Image courtesy of morguefile.com
Pascal Soriot obviously thinks so and the city appears to agree, with the share price in June trading at a 12-month high. Some commentators are more sceptical in their outlook, while others just remain less sure. Well, while many have had their say, ultimately only time will tell. But, my take on it today is this – wouldn’t it have been interesting to be a fly on the wall during the decision-making process? There are so many questions I would love to have heard the answers to.
- Firstly, what was the fundamental objective of the decision? In other words, when Soriot and his team sat down to discuss this, how was the decision defined upfront? What would a successful outcome have looked like to them?
- For example: maximization of the number of new/innovative medicines brought to the market; improvements in the speed/efficiency of development; stabilization of overall financial position; optimization of staff retention and/or quality, or all of the above? Also, what was their time-frame of thinking: 3 years, 5 years, 15 years?
- Secondly, what was the context and scope of the decision?
- For example: geographical change (stay in the North West, UK or Europe); change in therapy area focus (expand, specialize or maintain status quo), or change in innovation model (in-house or outsource via academia/biotech). Or anything goes – change it all?
- Thirdly, what alternative options were considered?
- For example: re-invest in Alderley Park; keep the London office, or build an entirely new facility elsewhere? If so, where? What else...?
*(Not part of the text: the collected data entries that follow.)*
// This Source Code Form is subject to the terms of the Mozilla Public
// License, v. 2.0. If a copy of the MPL was not distributed with this
// file, You can obtain one at https://mozilla.org/MPL/2.0/.

// Copyright 2026 Oxide Computer Company

//! Thin wrappers over the host's locking and clock primitives.
//!
//! The engine never reaches for `std::sync` or `std::time` directly;
//! it goes through these types so the attach layer can swap in its
//! own primitives without touching engine code.

pub mod sync;
pub mod time;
- What steps were taken to ensure that the decision was made with full awareness of any potential biases?
- For example: strong confirmational biases could mean there was only ever really one option, so in effect there would not have been a real decison...
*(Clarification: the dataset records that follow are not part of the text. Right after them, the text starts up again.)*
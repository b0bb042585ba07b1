// This Source Code Form is subject to the terms of the Mozilla Public
// License, v. 2.0. If a copy of the MPL was not distributed with this
// file, You can obtain one at https://mozilla.org/MPL/2.0/.

// Copyright 2026 Oxide Computer Company

use conduit_test_utils::*;

/// A family of related packet-path testcases to benchmark.
pub trait BenchPacket {
    /// Label the output packet type in a human-friendly manner.
    fn packet_label(&self) -> String;

    /// Return a list of discrete scenarios
    fn test_cases(&self) -> Vec<Box<dyn BenchPacketInstance>>;
}

/// An individual packet to time the processing of.
pub trait BenchPacketInstance {
    /// Label for the experiment instance via BencherId.
    fn instance_name(&self) -> String;

    /// Generate a single test packet.
    fn generate(&self) -> (Vec<u8>, Direction);
}

/// Packets of a connection already in the table.
pub struct Established {}

impl BenchPacket for Established {
    fn packet_label(&self) -> String {
        "Established".into()
    }

    fn test_cases(&self) -> Vec<Box<dyn BenchPacketInstance>> {
        [
            EstablishedInstance::Tcp4Service,
            EstablishedInstance::Tcp4ServiceReply,
            EstablishedInstance::Udp4,
            EstablishedInstance::Icmp4,
        ]
        .into_iter()
        .map(|v| Box::new(v) as Box<dyn BenchPacketInstance>)
        .collect()
    }
}

#[derive(Copy, Clone, Debug)]
pub enum EstablishedInstance {
    /// Client to service VIP; rewritten to a backend.
    Tcp4Service,
    /// Backend to client. Rewritten back to the VIP when CLIENT was
    /// balanced to the first backend, tracked untranslated otherwise.
    Tcp4ServiceReply,
    Udp4,
    Icmp4,
}

impl BenchPacketInstance for EstablishedInstance {
    fn instance_name(&self) -> String {
        format!("{self:?}")
    }

    fn generate(&self) -> (Vec<u8>, Direction) {
        match self {
            Self::Tcp4Service => {
                (tcp4(CLIENT, SVC_VIP, TcpFlags::ACK), Direction::Out)
            }
            Self::Tcp4ServiceReply => {
                (tcp4(SVC_BACKENDS[0], CLIENT, TcpFlags::ACK), Direction::In)
            }
            Self::Udp4 => {
                (udp4(CLIENT, "10.9.9.9:53", b"payload"), Direction::Out)
            }
            Self::Icmp4 => {
                (icmp4_echo("10.2.2.2", "10.9.9.9", 7, 777), Direction::Out)
            }
        }
    }
}

/// Build a dataplane for [`Established`] cases, with the connection
/// of each case already tracked.
pub fn established_dataplane() -> TestDataplane {
    let g = TestDataplane::with_tables(&nat_scenario());

    // A connection to each backend, so the reply case hits whichever
    // backend CLIENT was balanced to.
    let mut syn = tcp4(CLIENT, SVC_VIP, TcpFlags::SYN);
    g.process(Direction::Out, &mut syn, 0);
    let backend = flow_of(&syn).dst_endpoint();
    for b in SVC_BACKENDS {
        if ep(b) != backend {
            let mut other = tcp4(CLIENT, b, TcpFlags::SYN);
            g.process(Direction::Out, &mut other, 0);
        }
    }

    let mut udp = udp4(CLIENT, "10.9.9.9:53", b"payload");
    g.process(Direction::Out, &mut udp, 0);
    let mut icmp = icmp4_echo("10.2.2.2", "10.9.9.9", 7, 777);
    g.process(Direction::Out, &mut icmp, 0);
    g
}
- And finally, what depth of modelling and interpretation went into evaluating the potential risk and return of those alternatives?
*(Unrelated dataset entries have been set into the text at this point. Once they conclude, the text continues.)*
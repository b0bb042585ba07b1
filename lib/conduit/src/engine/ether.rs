// This Source Code Form is subject to the terms of the Mozilla Public
// License, v. 2.0. If a copy of the MPL was not distributed with this
// file, You can obtain one at https://mozilla.org/MPL/2.0/.

// Copyright 2026 Oxide Computer Company

//! Ethernet frames.

use zerocopy::FromBytes;
use zerocopy::Immutable;
use zerocopy::IntoBytes;
use zerocopy::KnownLayout;
use zerocopy::Unaligned;

pub const ETHER_TYPE_IPV4: u16 = 0x0800;
pub const ETHER_TYPE_ARP: u16 = 0x0806;
pub const ETHER_TYPE_VLAN: u16 = 0x8100;
pub const ETHER_TYPE_IPV6: u16 = 0x86DD;

pub const ETHER_ADDR_LEN: usize = 6;

#[repr(C)]
#[derive(
    Clone, Copy, Debug, FromBytes, Immutable, IntoBytes, KnownLayout, Unaligned,
)]
pub struct EtherHdrRaw {
    pub dst: [u8; ETHER_ADDR_LEN],
    pub src: [u8; ETHER_ADDR_LEN],
    pub ether_type: [u8; 2],
}

impl EtherHdrRaw {
    pub const SIZE: usize = core::mem::size_of::<Self>();

    pub fn ether_type(&self) -> u16 {
        u16::from_be_bytes(self.ether_type)
    }
}

/// An 802.1Q tag, sitting between the source address and the real
/// ether type.
#[repr(C)]
#[derive(
    Clone, Copy, Debug, FromBytes, Immutable, IntoBytes, KnownLayout, Unaligned,
)]
pub struct VlanTagRaw {
    pub tci: [u8; 2],
    pub ether_type: [u8; 2],
}

impl VlanTagRaw {
    pub const SIZE: usize = core::mem::size_of::<Self>();

    pub fn vid(&self) -> u16 {
        u16::from_be_bytes(self.tci) & 0x0FFF
    }

    pub fn ether_type(&self) -> u16 {
        u16::from_be_bytes(self.ether_type)
    }
}
#[test]
fn reaper_races_packets_without_orphans() {
    const PORTS: u64 = 64;
    const STEPS: u64 = 2_000;
    let g = TestDataplane::with_tables(&nat_scenario());
    let clock = AtomicU64::new(0);
    let done = AtomicBool::new(false);

    // Each port comes round again after its SYN TTL has run out, so
    // the reaper is evicting pairs while new ones are created. The
    // reaper never runs ahead of the packet clock.
    let results: Vec<ProcessResult> = thread::scope(|s| {
        s.spawn(|| {
            while !done.load(Ordering::Acquire) {
                let now = clock.load(Ordering::Acquire);
                g.reaper.reap_at(Moment::from_raw_millis(now));
            }
        });

        let results = (0..STEPS)
            .map(|step| {
                let now = step * 1_000;
                clock.store(now, Ordering::Release);
                let src = format!("10.2.2.2:{}", 20_000 + step % PORTS);
                let mut pkt = tcp4(&src, SVC_VIP, TcpFlags::SYN);
                g.process(Direction::Out, &mut pkt, now)
            })
            .collect();
        done.store(true, Ordering::Release);
        results
    });

    // A packet may lose to a pair that is half way through eviction;
    // nothing else stops it.
    for res in &results {
        if *res != ProcessResult::Forward {
            assert_drop!(res, DropReason::FlowConflict { .. });
        }
    }

    let dump = g.ct.dump();
    assert_eq!(dump.entries.len(), g.ct.num_entries() as usize);
    for e in &dump.entries {
        let Some(other) = g.ct.lookup(&e.pair) else {
            g.print_conns();
            panic!("{} left without its partner {}", e.key, e.pair);
        };
        assert_eq!(other.pair(), e.key);
    }

    let end = (STEPS + PORTS) * 1_000;
    g.reaper.reap_at(Moment::from_raw_millis(end));
    assert_eq!(g.ct.num_entries(), 0);
}

#[test]
fn egress_redirect_to_proxy() {
    let mut cfg = nat_scenario();
    cfg.redirects.rules.push(RedirectRuleCfg {
        protocol: Protocol::TCP,
        dst_nets: vec![],
        dst_ports: vec![PortRange::single(443)],
        proxy: ep("127.0.0.1:15001"),
    });
    let g = TestDataplane::with_tables(&cfg);

    let mut pkt = tcp4(CLIENT, "93.184.216.34:443", TcpFlags::SYN);
    let res = g.process(Direction::Out, &mut pkt, 0);
    assert_eq!(res, ProcessResult::Redirect { to: ep("127.0.0.1:15001") });

    // Later packets of the connection follow.
    let mut pkt = tcp4(CLIENT, "93.184.216.34:443", TcpFlags::ACK);
    let res = g.process(Direction::Out, &mut pkt, 1);
    assert_eq!(res, ProcessResult::Redirect { to: ep("127.0.0.1:15001") });

    // Ingress traffic is never redirected.
    let mut pkt = tcp4("93.184.216.34:5555", "10.2.2.2:443", TcpFlags::SYN);
    expect_forward!(g.process(Direction::In, &mut pkt, 2));
    assert_eq!(g.dp.stats().snapshot().egress.redirect, 2);
}

#[test]
fn fast_path_deny_and_failsafe() {
    let mut dp_cfg = DataplaneCfg::default();
    dp_cfg.fast_path.deny_sources = vec!["192.168.66.0/24".parse().unwrap()];
    dp_cfg.fast_path.failsafe_in = vec![PortRange::single(22)];
    let g = TestDataplane::new(&dp_cfg, &tier_scenario());

    // Policy denies ssh, but failsafe ports bypass policy.
    let mut ssh = tcp4("192.168.1.10:40000", "10.0.0.5:22", TcpFlags::SYN);
    expect_forward!(g.process(Direction::In, &mut ssh, 0));
    assert_eq!(g.ct.num_entries(), 0);

    // The deny list wins over everything.
    let mut ssh = tcp4("192.168.66.5:40000", "10.0.0.5:22", TcpFlags::SYN);
    let res = g.process(Direction::In, &mut ssh, 0);
    assert_drop!(res, DropReason::FastPathDeny);

    let p = g.dp.stats().snapshot().pipeline;
    assert_eq!(p.failsafe, 1);
    assert_eq!(p.fast_path_deny, 1);
}

fn arp_frame() -> Vec<u8> {
    let mut pkt = vec![0xFF; 6];
    pkt.extend_from_slice(&GUEST_MAC);
    pkt.extend_from_slice(&[0x08, 0x06]);
    pkt.extend_from_slice(&[0; 28]);
    pkt
}

#[test]
fn parse_failure_policies() {
    let truncated = tcp4(CLIENT, SVC_VIP, TcpFlags::SYN)[..20].to_vec();

    let g = TestDataplane::with_tables(&nat_scenario());
    let res = g.process(Direction::Out, &mut truncated.clone(), 0);
    assert_drop!(res, DropReason::Parse(_));
    let res = g.process(Direction::Out, &mut arp_frame(), 0);
    assert_eq!(res, ProcessResult::PassThrough);

    let dp_cfg = DataplaneCfg {
        on_parse_error: ParseErrorPolicy::PassThrough,
        on_unsupported: UnsupportedPolicy::Drop,
        ..Default::default()
    };
    let g = TestDataplane::new(&dp_cfg, &nat_scenario());
    let res = g.process(Direction::Out, &mut truncated.clone(), 0);
    assert_eq!(res, ProcessResult::PassThrough);
    let res = g.process(Direction::Out, &mut arp_frame(), 0);
    assert_drop!(res, DropReason::Unsupported(_));

    let p = g.dp.stats().snapshot().pipeline;
    assert_eq!(p.parse_error, 1);
    assert_eq!(p.unsupported, 1);
    assert_eq!(g.ct.num_entries(), 0);
}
- For example: what data were available to support each option? Was sufficient expertise at the table to fully understand and evaluate the implications of the options? Was the analysis appropriate and suitably thorough? Was a structured decision model such as a MADM (multi attribute decision model) deployed? What steps were taken to remove any confirmation bias in the interpretation?
And I could go on...
This basic list of questions is illustrative of those that I would readily encourage anyone making big business decisions to consider – and that is where a solid decision-making process can really help. Such a process (as embodied by our smart decision model) can give you a logical, structured, evidence-based approach to framing your decision appropriately, recognizing and minimizing your biases, understanding and evaluating your options, and quantifying risk and return – thereby empowering your decision-making. Done well, this will give you and your team/boss/company/shareholders confidence and justification that it was the right decision to make at that time.
We should also remember that a good decision doesn’t necessarily guarantee a good outcome (more on this in a future blog). No-one can foresee the twists and turns of fate, particularly in pharma – as this interesting article reminds us, pharma is a tricky beast. All we (and AstraZeneca) can do is try to balance the scales as best we can.
So back to AstraZeneca; whatever the outcome, if the decision was made in good faith, with the best information available, using an appropriately rigorous and structured decision process that gave suitable consideration to questions such as those raised above, then Soriot and his C-suite will have done their job well.